The demand function for the store's customers is Q = 7 - 2P, where Q represents the quantity demanded and P represents the price.
To find the marginal revenue, we take the derivative of the demand function with respect to P:
MR = dQ/dP = -2
The marginal cost of each rental is given as $0.5.
Setting MR equal to the marginal cost, we have:
-2 = 0.5
Solving for P, we find:
P = -2/0.5 = -4
Since price cannot be negative, we discard the negative value and take the absolute value to get:
P = 4
Therefore, the store should charge $4 for each rental in the two-part pricing strategy.
However, none of the options given match the correct answer.
To determine the optimal pricing strategy, we need to consider the two-part pricing model. In this model, the store charges a fixed fee (F) plus a per-unit price (P).

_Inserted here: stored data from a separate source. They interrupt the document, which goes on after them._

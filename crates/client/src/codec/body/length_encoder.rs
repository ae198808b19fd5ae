use crate::protocol::{PayloadItem, SendError};
use bytes::{Buf, BufMut, BytesMut};
use tokio_util::codec::Encoder;
use tracing::warn;

/// Writes a body announced with `content-length`, refusing to exceed it.
#[derive(Debug, Clone, PartialEq, Eq)]
pub struct LengthEncoder {
    length: u64,
}

impl LengthEncoder {
    pub fn new(length: u64) -> Self {
        Self { length }
    }

    pub fn is_finish(&self) -> bool {
        self.length == 0
    }
}

impl<D: Buf> Encoder<PayloadItem<D>> for LengthEncoder {
    type Error = SendError;

    fn encode(&mut self, item: PayloadItem<D>, dst: &mut BytesMut) -> Result<(), Self::Error> {
        match item {
            PayloadItem::Chunk(bytes) => {
                if !bytes.has_remaining() {
                    return Ok(());
                }
                let len = bytes.remaining() as u64;
                if len > self.length {
                    warn!(remaining = self.length, chunk = len, "body exceeds its content-length");
                    return Err(SendError::invalid_body("body exceeds content-length"));
                }
                dst.reserve(bytes.remaining());
                dst.put(bytes);
                self.length -= len;
                Ok(())
            }
            PayloadItem::Eof if self.length == 0 => Ok(()),
            PayloadItem::Eof => Err(SendError::invalid_body(format!("body ended {} bytes short of its content-length", self.length))),
        }
    }
}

The first step is to calculate the demand equation. Given that the average customer's demand per year is Q = 7 - 2P, we can rearrange the equation to solve for price:
P = (7 - Q) / 2
Next, we need to calculate the optimal quantity. To maximize profit, the store should set the quantity where marginal cost (MC) equals marginal revenue (MR). In this case, the marginal cost of each rental is $0.5.
MR = P + (dQ / dP) * MC
Taking the derivative of the demand equation with respect to price:
dQ / dP = -2
Now we have:
MR = P + (-2) * $0.5
MR = P - $1
Setting MR equal to MC and solving for P:
P - $1 = $0.5
P = $1.5
Lastly, we can substitute the calculated price back into the demand equation to find the quantity:
Q = 7 - 2(1.5)
Q = 7 - 3
Q = 4
Therefore, the optimal pricing strategy for the store is to charge a fixed fee of $1 and a per-unit price of $1.5.
Since the given answer options do not match the calculated prices, none of the provided options are correct.